START DATA SHOWN

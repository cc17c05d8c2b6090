// Copyright 2018 Peter Williams <peter@newton.cx> and collaborators
// Licensed under the GPL version 3.

/*! The shared, growable pool of photon records.

Everything in the simulation reads and writes one ordered buffer of photon
records. A record whose weight is zero is a *null slot*: a photon that was
absorbed or never existed, whose storage may be reused. The weight is the
only authoritative occupancy marker — transport elsewhere in the simulator
nulls photons by zeroing their weight without telling us — so the pool
rebuilds its free-list from a scan of the buffer at the start of each
emission operation.

The free-list holds null-slot indices in ascending order and is consumed
from the tail, so the highest-indexed (most recently invalidated or most
recently appended) slots are reused first. When a request outstrips the
free-list the buffer grows by exactly the shortfall; existing records keep
their indices and their bits. Growth that the allocator cannot satisfy is
reported as an error rather than aborting, and the pool is left unchanged.

*/

use rayon::prelude::*;

use {EmissionError, Photon};


/// The photon population: an ordered, growable buffer of records plus a
/// free-list of reusable null slots.
#[derive(Clone, Debug, Default)]
pub struct PhotonPool {
    photons: Vec<Photon>,
    free: Vec<usize>,
}

impl PhotonPool {
    /// Create an empty pool.
    pub fn new() -> Self {
        PhotonPool {
            photons: Vec::new(),
            free: Vec::new(),
        }
    }

    /// Adopt an existing photon buffer, indexing its null slots.
    pub fn from_photons(photons: Vec<Photon>) -> Self {
        let mut pool = PhotonPool {
            photons: photons,
            free: Vec::new(),
        };
        pool.refresh_free();
        pool
    }

    /// The total number of slots, occupied or not.
    pub fn len(&self) -> usize {
        self.photons.len()
    }

    /// Whether the pool holds no slots at all.
    pub fn is_empty(&self) -> bool {
        self.photons.is_empty()
    }

    /// The number of null slots currently on the free-list.
    pub fn null_count(&self) -> usize {
        self.free.len()
    }

    /// Read-only access to every record.
    pub fn photons(&self) -> &[Photon] {
        &self.photons
    }

    /// Mutable access to every record. Callers that null or revive photons
    /// through this are expected to let [`PhotonPool::refresh_free`] run
    /// before the next acquisition.
    pub fn photons_mut(&mut self) -> &mut [Photon] {
        &mut self.photons
    }

    /// Rebuild the free-list by scanning the buffer for zero-weight records.
    ///
    /// The scan is a parallel filter over independent slots; the collected
    /// indices come back in ascending order.
    pub fn refresh_free(&mut self) {
        self.free = self.photons.par_iter()
            .enumerate()
            .filter(|&(_, ph)| ph.is_null())
            .map(|(i, _)| i)
            .collect();
    }

    /// Reserve `n` slots for new photons, growing the buffer by exactly the
    /// shortfall if the free-list cannot cover the request.
    ///
    /// Newly grown slots are initialized null. The returned indices are in
    /// ascending order and are meant to be consumed from the tail (pop), so
    /// the most recently invalidated or freshly grown slots fill first. The
    /// returned slots are no longer on the free-list; whoever acquires them
    /// must either populate them or push them back via
    /// [`PhotonPool::refresh_free`].
    pub fn acquire(&mut self, n: usize) -> Result<Vec<usize>, EmissionError> {
        if n > self.free.len() {
            let shortfall = n - self.free.len();

            self.photons.try_reserve_exact(shortfall).map_err(|source| {
                EmissionError::PoolAllocation {
                    additional: shortfall,
                    source: source,
                }
            })?;

            for _ in 0..shortfall {
                self.free.push(self.photons.len());
                self.photons.push(Photon::null());
            }
        }

        let at = self.free.len() - n;
        Ok(self.free.split_off(at))
    }
}


#[cfg(test)]
mod tests {
    use {Photon, PhotonType};
    use super::PhotonPool;

    fn occupied(tag: f64) -> Photon {
        let mut ph = Photon::null();
        ph.weight = tag;
        ph.kind = PhotonType::Injected;
        ph.lab_momentum = [tag, 0., 0., tag];
        ph
    }

    #[test]
    fn empty_pool_grows_by_request() {
        let mut pool = PhotonPool::new();
        let slots = pool.acquire(5).unwrap();

        assert_eq!(pool.len(), 5);
        assert_eq!(slots, vec![0, 1, 2, 3, 4]);
        assert_eq!(pool.null_count(), 0);
        assert!(pool.photons().iter().all(|ph| ph.is_null()));
        assert!(pool.photons().iter().all(|ph| ph.nearest_block_index == -1));
    }

    #[test]
    fn free_slots_are_consumed_tail_first() {
        let mut pool = PhotonPool::from_photons(vec![
            Photon::null(),
            occupied(1.),
            Photon::null(),
            occupied(2.),
            Photon::null(),
        ]);

        assert_eq!(pool.null_count(), 3);

        let slots = pool.acquire(2).unwrap();
        // Ascending storage, tail-first consumption: the caller pops 4 then 2.
        assert_eq!(slots, vec![2, 4]);
        assert_eq!(pool.null_count(), 1);
        assert_eq!(pool.len(), 5);
    }

    #[test]
    fn growth_is_exactly_the_shortfall() {
        let mut pool = PhotonPool::from_photons(vec![
            occupied(1.),
            Photon::null(),
            Photon::null(),
        ]);

        let slots = pool.acquire(5).unwrap();

        assert_eq!(pool.len(), 6);
        assert_eq!(slots, vec![1, 2, 3, 4, 5]);
        assert_eq!(pool.null_count(), 0);
    }

    #[test]
    fn growth_preserves_existing_records() {
        let originals = vec![occupied(1.), occupied(2.), Photon::null(), occupied(3.)];
        let mut pool = PhotonPool::from_photons(originals.clone());

        pool.acquire(10).unwrap();

        assert_eq!(pool.len(), originals.len() + 9);
        for (before, after) in originals.iter().zip(pool.photons()) {
            assert_eq!(before, after);
        }
    }

    #[test]
    fn refresh_tracks_externally_nulled_photons() {
        let mut pool = PhotonPool::from_photons(vec![occupied(1.), occupied(2.), occupied(3.)]);
        assert_eq!(pool.null_count(), 0);

        // Transport absorbs the middle photon.
        pool.photons_mut()[1].weight = 0.;
        pool.refresh_free();

        assert_eq!(pool.null_count(), 1);
        assert_eq!(pool.acquire(1).unwrap(), vec![1]);
    }

    #[test]
    fn acquire_zero_is_a_no_op() {
        let mut pool = PhotonPool::from_photons(vec![occupied(1.), Photon::null()]);
        let slots = pool.acquire(0).unwrap();

        assert!(slots.is_empty());
        assert_eq!(pool.len(), 2);
        assert_eq!(pool.null_count(), 1);
    }
}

END DATA SHOWN

YOUR GOAL — Every line in the data above that contains "unwrap" needs to be copied.

OUTPUT FOR THIS TASK —
        let slots = pool.acquire(5).unwrap();
        let slots = pool.acquire(2).unwrap();
        let slots = pool.acquire(5).unwrap();
        pool.acquire(10).unwrap();
        assert_eq!(pool.acquire(1).unwrap(), vec![1]);
        let slots = pool.acquire(0).unwrap();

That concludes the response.